The epiphyseal cartilage in mouse tibia and fibula was investigated with the freeze-fracture method. Cytodifferentiation of growth plate chondrocytes was found to be marked by changes in both cell membrane and extracellular matrix vesicle membranes. Exocytosis and endocytosis were observed in all zones of differentiation, with endocytosis being predominant in the reserve and proliferative zones and exocytosis occurring with greatest frequency during hypertrophy. Intramembraneous particles (IMPs) on the plasma membrane were distributed evenly on the reserve and proliferative cell membranes, whereas in the hypertrophic zone IMPs tended to be distributed asymmetrically.
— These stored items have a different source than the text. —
// SPDX-FileCopyrightText: 2025 Jason Pena <jasonpena@awkless.com>
// SPDX-License-Identifier: MIT

//! Link plan reconciliation.
//!
//! The __reconciler__ converges the user's file system toward a [`LinkPlan`].
//! For every planned link it clears whatever currently occupies the target,
//! backing up anything that is not already a managed link, and then places
//! the link.
//!
//! # Failure Behavior
//!
//! Reconciliation is fail-fast. The first failure aborts the run, leaving the
//! plan applied exactly as far as it got. No automatic partial rollback is
//! attempted. Because every step is idempotent, re-running is always safe,
//! otherwise the user can roll back to the backup set this run created.

use crate::{
    config::Config,
    fs::{self as dfs, FsError},
    ledger::{BackupEntry, BackupLedger, BackupSet, LedgerError, SetId},
    plan::{LinkPlan, LinkSpec, PlanError},
};

use std::{
    fmt::{Display, Formatter, Result as FmtResult},
    fs,
    path::{Path, PathBuf},
};
use tracing::{info, instrument, warn};

/// Outcome of applying a link plan.
#[derive(Debug, Default, Clone, PartialEq, Eq)]
pub struct ApplyReport {
    /// Links placed, or that would be placed in a dry run.
    pub linked: Vec<LinkSpec>,

    /// Snapshots taken before targets were cleared.
    pub backups: Vec<BackupEntry>,

    /// Backup set created by the run, if anything needed backing up.
    pub backup_set: Option<BackupSet>,
}

/// Problem found by the validation pass.
#[derive(Debug, Clone, PartialEq, Eq)]
pub struct ValidationIssue {
    /// Target that does not hold its planned link.
    pub target: PathBuf,

    /// Source the target should link to.
    pub expected: PathBuf,

    /// What was found instead.
    pub found: Found,
}

/// What occupies a target that failed validation.
#[derive(Debug, Clone, PartialEq, Eq)]
pub enum Found {
    /// Nothing at all.
    Missing,

    /// Real file or directory.
    NotALink,

    /// Symbolic link to some other place.
    WrongLink(PathBuf),
}

impl Display for ValidationIssue {
    fn fmt(&self, fmt: &mut Formatter<'_>) -> FmtResult {
        let target = self.target.display();
        let expected = self.expected.display();
        match &self.found {
            Found::Missing => write!(fmt, "{target:?} is missing, expected link to {expected:?}"),
            Found::NotALink => write!(fmt, "{target:?} is not a link, expected link to {expected:?}"),
            Found::WrongLink(dest) => write!(
                fmt,
                "{target:?} links to {:?}, expected {expected:?}",
                dest.display()
            ),
        }
    }
}

/// Converges file system toward link plan.
#[derive(Debug)]
pub struct Reconciler<'cfg> {
    config: &'cfg Config,
    ledger: BackupLedger,
}

impl<'cfg> Reconciler<'cfg> {
    /// Construct new reconciler for run configuration.
    pub fn new(config: &'cfg Config) -> Self {
        Self {
            config,
            ledger: BackupLedger::new(&config.backup_root),
        }
    }

    /// Apply link plan.
    ///
    /// Every source is verified before any target is touched. In a dry run
    /// the intended actions are only reported.
    ///
    /// # Errors
    ///
    /// - Return [`ReconcileError::Plan`] if a source is missing or misplaced.
    /// - Return [`ReconcileError::Ledger`] if a target cannot be backed up.
    /// - Return [`ReconcileError::Fs`] if a target cannot be cleared or
    ///   linked.
    #[instrument(skip(self, plan), level = "debug")]
    pub fn apply(&self, plan: &LinkPlan) -> Result<ApplyReport> {
        plan.verify_sources(&self.config.repo_root)?;

        if self.config.dry_run {
            return Ok(self.preview(plan));
        }

        let mut report = ApplyReport::default();
        let mut session = self.ledger.session(SetId::now());
        for spec in plan {
            let target = spec.target.as_path();

            if dfs::remove_managed(target)? {
                info!("replace managed link {:?}", target.display());
            } else if let Some(entry) = session.record(target)? {
                // INVARIANT: Only remove original after backup succeeded.
                info!(
                    "backed up {:?} to {:?}",
                    target.display(),
                    entry.stored_path.display()
                );
                dfs::remove_original(target)?;
                report.backups.push(entry);
            }

            if let Some(parent) = target.parent() {
                dfs::ensure_directory(parent)?;
            }
            dfs::link(&spec.source, target)?;
            info!("linked {:?} -> {:?}", target.display(), spec.source.display());
            report.linked.push(spec.clone());
        }
        report.backup_set = session.finish();

        Ok(report)
    }

    /// Check that every planned target is a link to its source.
    ///
    /// Returns every mismatch found. Does not fail on mismatches, callers
    /// decide how severe they are.
    #[instrument(skip(self, plan), level = "debug")]
    pub fn validate(&self, plan: &LinkPlan) -> Vec<ValidationIssue> {
        let mut issues = Vec::new();
        for spec in plan {
            let found = match fs::symlink_metadata(&spec.target) {
                Err(_) => Some(Found::Missing),
                Ok(meta) if !meta.file_type().is_symlink() => Some(Found::NotALink),
                Ok(_) => match fs::read_link(&spec.target) {
                    Ok(dest) if dest == spec.source => None,
                    Ok(dest) => Some(Found::WrongLink(dest)),
                    Err(_) => Some(Found::Missing),
                },
            };

            if let Some(found) = found {
                let issue = ValidationIssue {
                    target: spec.target.clone(),
                    expected: spec.source.clone(),
                    found,
                };
                warn!("{issue}");
                issues.push(issue);
            } else {
                info!("verified {:?}", spec.target.display());
            }
        }

        issues
    }

    fn preview(&self, plan: &LinkPlan) -> ApplyReport {
        let mut report = ApplyReport::default();
        for spec in plan {
            let target = spec.target.as_path();
            if dfs::is_symlink(target) {
                info!("would replace managed link {:?}", target.display());
            } else if exists(target) {
                info!(
                    "would back up {:?} into {:?}",
                    target.display(),
                    self.ledger.root().display()
                );
            }
            info!("would link {:?} -> {:?}", target.display(), spec.source.display());
            report.linked.push(spec.clone());
        }

        report
    }
}

fn exists(path: &Path) -> bool {
    fs::symlink_metadata(path).is_ok()
}

/// Reconciliation error types.
#[derive(Debug, thiserror::Error)]
pub enum ReconcileError {
    /// Link plan is not usable.
    #[error(transparent)]
    Plan(#[from] PlanError),

    /// Backup ledger operations fail.
    #[error(transparent)]
    Ledger(#[from] LedgerError),

    /// File system primitives fail.
    #[error(transparent)]
    Fs(#[from] FsError),
}

/// Friendly result alias :3
pub type Result<T, E = ReconcileError> = std::result::Result<T, E>;
// SPDX-FileCopyrightText: 2025 Jason Pena <jasonpena@awkless.com>
// SPDX-License-Identifier: MIT

//! Path resolution utilities.
//!
//! Determine relevent path information for the files dotstrap writes outside
//! of the target home directory: the backup ledger, and the log file. All of
//! these are resolved exactly once at startup, and passed around by value
//! afterwards.

use std::path::{Path, PathBuf};

/// Name of the application data directory under `$XDG_DATA_HOME`.
const APP_DIR: &str = "dotstrap";

/// Determine absolute path to user's home directory.
///
/// Does not check if the path returned actually exists.
///
/// # Errors
///
/// - Return [`NoWayHome`] if home directory path cannot be determined.
pub fn home_dir() -> Result<PathBuf> {
    dirs::home_dir().ok_or(NoWayHome)
}

/// Determine default absolute path to backup ledger root.
///
/// Uses XDG Base Directory path `$XDG_DATA_HOME/dotstrap/backups` as the
/// default. Does not check if the path returned actually exists.
///
/// # Errors
///
/// - Return [`NoWayHome`] if home directory path cannot be determined.
///
/// # See Also
///
/// - [XDG Base Directory](https://wiki.archlinux.org/title/XDG_Base_Directory)
pub fn default_backup_root() -> Result<PathBuf> {
    dirs::data_dir()
        .map(|path| path.join(APP_DIR).join("backups"))
        .ok_or(NoWayHome)
}

/// Determine default absolute path to the log file.
///
/// Uses `$XDG_DATA_HOME/dotstrap/dotstrap.log`.
///
/// # Errors
///
/// - Return [`NoWayHome`] if home directory path cannot be determined.
pub fn default_log_file() -> Result<PathBuf> {
    dirs::data_dir()
        .map(|path| path.join(APP_DIR).join("dotstrap.log"))
        .ok_or(NoWayHome)
}

/// Make `path` absolute against `base` without touching the file system.
///
/// Symbolic links are deliberately not resolved, because the targets that
/// dotstrap manages are symbolic links themselves.
pub fn absolutize(base: impl AsRef<Path>, path: impl AsRef<Path>) -> PathBuf {
    let path = path.as_ref();
    if path.is_absolute() {
        path.to_path_buf()
    } else {
        base.as_ref().join(path)
    }
}

/// No way to determine user's home directory.
///
/// # See Also
///
/// - [`dirs::home_dir`](https://docs.rs/dirs/latest/dirs/fn.home_dir.html)
#[derive(Clone, Debug, thiserror::Error)]
#[error("cannot determine absolute path to user's home directory")]
pub struct NoWayHome;

/// Friendly result alias :3
pub type Result<T, E = NoWayHome> = std::result::Result<T, E>;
Several types of matrix vesicles were identifiable on the basis of IMP distribution: IMP-free, IMP-aggregated, and IMP-random. The distribution pattern of IMPs on vesicles varied with differentiation of the chondrocytes. For proliferative and prehypertrophic cells, most matrix vesicles belonged to the IMP-random category. IMP-aggregated and IMP-free matrix vesicles became increasingly frequent in the later stages of differentiation, particularly in the late hypertrophic stage. IMPs were observed more frequently on the convex protoplasmic fracture face of matrix vesicles than on the concave exoplasmic fracture face, as was also observed for the plasma membrane. Matrix vesicles formation appears to occur by budding from chondrocyte projections and bulges at the smooth surfaces of the cells and from cell disintegration. Crystals of mineral were apparent in cross-fractured matrix vesicles of the calcifying zone, but not in the other zones.